They don't censor much at the Terra Cotta Inn, but Facebook told the award-winning nudist resort in Palm Springs to cover up -- online.
"In the last six months, we have had about 30 different photos reported as pornographic or obscene," says owner Tom Mulhall. "It seems we have a cyber-stalker out there, or maybe we are on a Facebook hit list."
Not only photos are flagged, but so are links to articles from MSN and The Guardian, talking about senior nudists and the success of the resort.
As a result, Mulhall is banned from posting to the Terra Cotta Inn Facebook page for 66 of the first 85 days this year.

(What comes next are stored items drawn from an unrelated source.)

//! # Split Configuration
//!
//! Configuration management for the split workflow.
//!
//! ## Configuration Sources
//! ```text
//! ┌─────────────────────────────────────────────────────────────────────────┐
//! │                    Configuration Priority                               │
//! │                                                                         │
//! │  1. Environment Variables (highest priority)                           │
//! │     TABSPLIT_TOLERANCE_CENTS=5                                         │
//! │     TABSPLIT_REQUIRE_CONFIRMATION=false                                │
//! │     TABSPLIT_IGNORE_POLICY=replace                                     │
//! │     TABSPLIT_CURRENCY=EUR                                              │
//! │                                                                         │
//! │  2. TOML Config File                                                   │
//! │     ~/.config/tabsplit/split.toml (Linux)                              │
//! │     ~/Library/Application Support/com.tabsplit.tabsplit/split.toml     │
//! │                                                                         │
//! │  3. Default Values (lowest priority)                                   │
//! │     2-cent tolerance, confirmation required, extend vocabulary, USD    │
//! └─────────────────────────────────────────────────────────────────────────┘
//! ```
//!
//! ## Configuration File Format
//! ```toml
//! # split.toml
//! [reconcile]
//! tolerance_cents = 2
//! require_confirmation = true
//!
//! [vocabulary]
//! policy = "extend"  # extend | replace
//! extra_phrases = ["bag fee", "bottle deposit"]
//!
//! [currency]
//! code = "USD"
//! ```

use serde::{Deserialize, Serialize};
use std::path::PathBuf;
use tabsplit_core::validation::validate_currency;
use tabsplit_core::{IgnorePhrasePolicy, IgnoreVocabulary, Money, NormalizerHints, DEFAULT_TOLERANCE};
use tracing::{debug, info, warn};

use crate::error::{SplitError, SplitResult};

/// Largest tolerance accepted. Anything above a dollar hides real OCR errors.
pub const MAX_TOLERANCE_CENTS: i64 = 100;

// =============================================================================
// Reconcile Settings
// =============================================================================

/// How strictly parsed items must match the receipt totals.
#[derive(Debug, Clone, Serialize, Deserialize)]
pub struct ReconcileSettings {
    /// Differences up to this many cents count as "equal".
    #[serde(default = "default_tolerance_cents")]
    pub tolerance_cents: i64,

    /// When true, a `NeedsAdjustment` receipt is only split after the bill
    /// owner confirms it.
    #[serde(default = "default_true")]
    pub require_confirmation: bool,
}

fn default_tolerance_cents() -> i64 {
    DEFAULT_TOLERANCE.cents()
}

fn default_true() -> bool {
    true
}

impl Default for ReconcileSettings {
    fn default() -> Self {
        ReconcileSettings {
            tolerance_cents: default_tolerance_cents(),
            require_confirmation: true,
        }
    }
}

impl ReconcileSettings {
    pub fn tolerance(&self) -> Money {
        Money::from_cents(self.tolerance_cents)
    }
}

// =============================================================================
// Vocabulary Settings
// =============================================================================

/// Deployment-wide ignore phrases, layered under per-receipt hints.
#[derive(Debug, Clone, Default, Serialize, Deserialize)]
pub struct VocabularySettings {
    #[serde(default)]
    pub policy: IgnorePhrasePolicy,

    #[serde(default)]
    pub extra_phrases: Vec<String>,
}

// =============================================================================
// Currency Settings
// =============================================================================

#[derive(Debug, Clone, Serialize, Deserialize)]
pub struct CurrencySettings {
    /// ISO 4217 code handed to the parser as a hint.
    #[serde(default = "default_currency")]
    pub code: String,
}

fn default_currency() -> String {
    "USD".to_string()
}

impl Default for CurrencySettings {
    fn default() -> Self {
        CurrencySettings {
            code: default_currency(),
        }
    }
}

// =============================================================================
// Main Split Configuration
// =============================================================================

/// Complete split configuration.
#[derive(Debug, Clone, Default, Serialize, Deserialize)]
pub struct SplitConfig {
    #[serde(default)]
    pub reconcile: ReconcileSettings,

    #[serde(default)]
    pub vocabulary: VocabularySettings,

    #[serde(default)]
    pub currency: CurrencySettings,
}

impl SplitConfig {
    /// Creates a new config with defaults.
    pub fn new() -> Self {
        Self::default()
    }

    /// Loads configuration from file, environment, and defaults.
    ///
    /// ## Load Order (later overrides earlier)
    /// 1. Default values
    /// 2. Config file (split.toml)
    /// 3. Environment variables
    pub fn load(config_path: Option<PathBuf>) -> SplitResult<Self> {
        let mut config = Self::default();

        if let Some(path) = config_path.or_else(Self::default_config_path) {
            if path.exists() {
                info!(?path, "Loading split config from file");
                let contents = std::fs::read_to_string(&path)?;
                config = toml::from_str(&contents)?;
            } else {
                debug!(?path, "Config file not found, using defaults");
            }
        }

        config.apply_env_overrides();
        config.validate()?;

        Ok(config)
    }

    /// Loads config or returns default if load fails.
    pub fn load_or_default(config_path: Option<PathBuf>) -> Self {
        Self::load(config_path).unwrap_or_else(|e| {
            warn!("Failed to load split config: {}. Using defaults.", e);
            Self::default()
        })
    }

    /// Saves configuration to file.
    pub fn save(&self, config_path: Option<PathBuf>) -> SplitResult<()> {
        let path = config_path
            .or_else(Self::default_config_path)
            .ok_or_else(|| SplitError::ConfigSaveFailed("No config path available".into()))?;

        if let Some(parent) = path.parent() {
            std::fs::create_dir_all(parent)?;
        }

        let contents = toml::to_string_pretty(self)?;
        std::fs::write(&path, contents)?;

        info!(?path, "Split config saved");
        Ok(())
    }

    /// Validates the configuration.
    pub fn validate(&self) -> SplitResult<()> {
        let tolerance = self.reconcile.tolerance_cents;
        if !(0..=MAX_TOLERANCE_CENTS).contains(&tolerance) {
            return Err(SplitError::InvalidConfig(format!(
                "tolerance_cents must be between 0 and {}, got {}",
                MAX_TOLERANCE_CENTS, tolerance
            )));
        }

        validate_currency(&self.currency.code)
            .map_err(|e| SplitError::InvalidConfig(e.to_string()))?;

        Ok(())
    }

    /// Applies environment variable overrides.
    fn apply_env_overrides(&mut self) {
        if let Ok(value) = std::env::var("TABSPLIT_TOLERANCE_CENTS") {
            match value.parse::<i64>() {
                Ok(cents) => {
                    debug!(tolerance_cents = cents, "Overriding tolerance from environment");
                    self.reconcile.tolerance_cents = cents;
                }
                Err(_) => warn!(value = %value, "Ignoring non-numeric TABSPLIT_TOLERANCE_CENTS"),
            }
        }

        if let Ok(value) = std::env::var("TABSPLIT_REQUIRE_CONFIRMATION") {
            match value.to_lowercase().as_str() {
                "1" | "true" | "yes" => self.reconcile.require_confirmation = true,
                "0" | "false" | "no" => self.reconcile.require_confirmation = false,
                _ => warn!(value = %value, "Unknown TABSPLIT_REQUIRE_CONFIRMATION value"),
            }
        }

        if let Ok(value) = std::env::var("TABSPLIT_IGNORE_POLICY") {
            match value.parse::<IgnorePhrasePolicy>() {
                Ok(policy) => {
                    debug!(%policy, "Overriding ignore-phrase policy from environment");
                    self.vocabulary.policy = policy;
                }
                Err(e) => warn!("{}", e),
            }
        }

        if let Ok(code) = std::env::var("TABSPLIT_CURRENCY") {
            self.currency.code = code.trim().to_uppercase();
        }
    }

    /// Returns the default config file path.
    fn default_config_path() -> Option<PathBuf> {
        directories::ProjectDirs::from("com", "tabsplit", "tabsplit")
            .map(|dirs| dirs.config_dir().join("split.toml"))
    }

    // =========================================================================
    // Convenience Methods
    // =========================================================================

    /// Reconciliation tolerance as money.
    pub fn tolerance(&self) -> Money {
        self.reconcile.tolerance()
    }

    /// Parser hints seeded from this config.
    ///
    /// Configured extra phrases go into `ignore_phrases`, so the parser
    /// applies them with the configured policy.
    pub fn parser_hints(&self) -> NormalizerHints {
        let hints = NormalizerHints::new(self.currency.code.clone());
        if self.vocabulary.extra_phrases.is_empty() {
            hints
        } else {
            hints.with_ignore_phrases(self.vocabulary.extra_phrases.iter().cloned())
        }
    }

    /// Effective vocabulary for a receipt, with per-receipt hint phrases
    /// layered on top of the configured extras.
    pub fn vocabulary_for(&self, hints: Option<&NormalizerHints>) -> IgnoreVocabulary {
        let mut extra = self.vocabulary.extra_phrases.clone();
        if let Some(phrases) = hints.and_then(|h| h.ignore_phrases.as_ref()) {
            extra.extend(phrases.iter().cloned());
        }
        IgnoreVocabulary::with_phrases(&extra, self.vocabulary.policy)
    }
}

Once a paying advertiser, now he's a disgruntled investor.
"This is high season," he says. "Facebook is one of our biggest ways to attract new customers and keep in contact with existing customers."
Two photos deemed "obscene" were deleted by the social media site, and consequentially banned Mulhall from posting.
One photo is of the co-owner, and Mulhall's wife, Mary Clare, sitting behind a computer screen and answering a phone call. Her chest is revealed from the armpit up. No cleavage is showing. In another photo, the Inn's secretary is holding a hand of cards, advertising casino night at the resort. There is a shadow showing cleavage next to her breast. Facebook determined both photos violate the "Community Standards Policy", which limits nudity.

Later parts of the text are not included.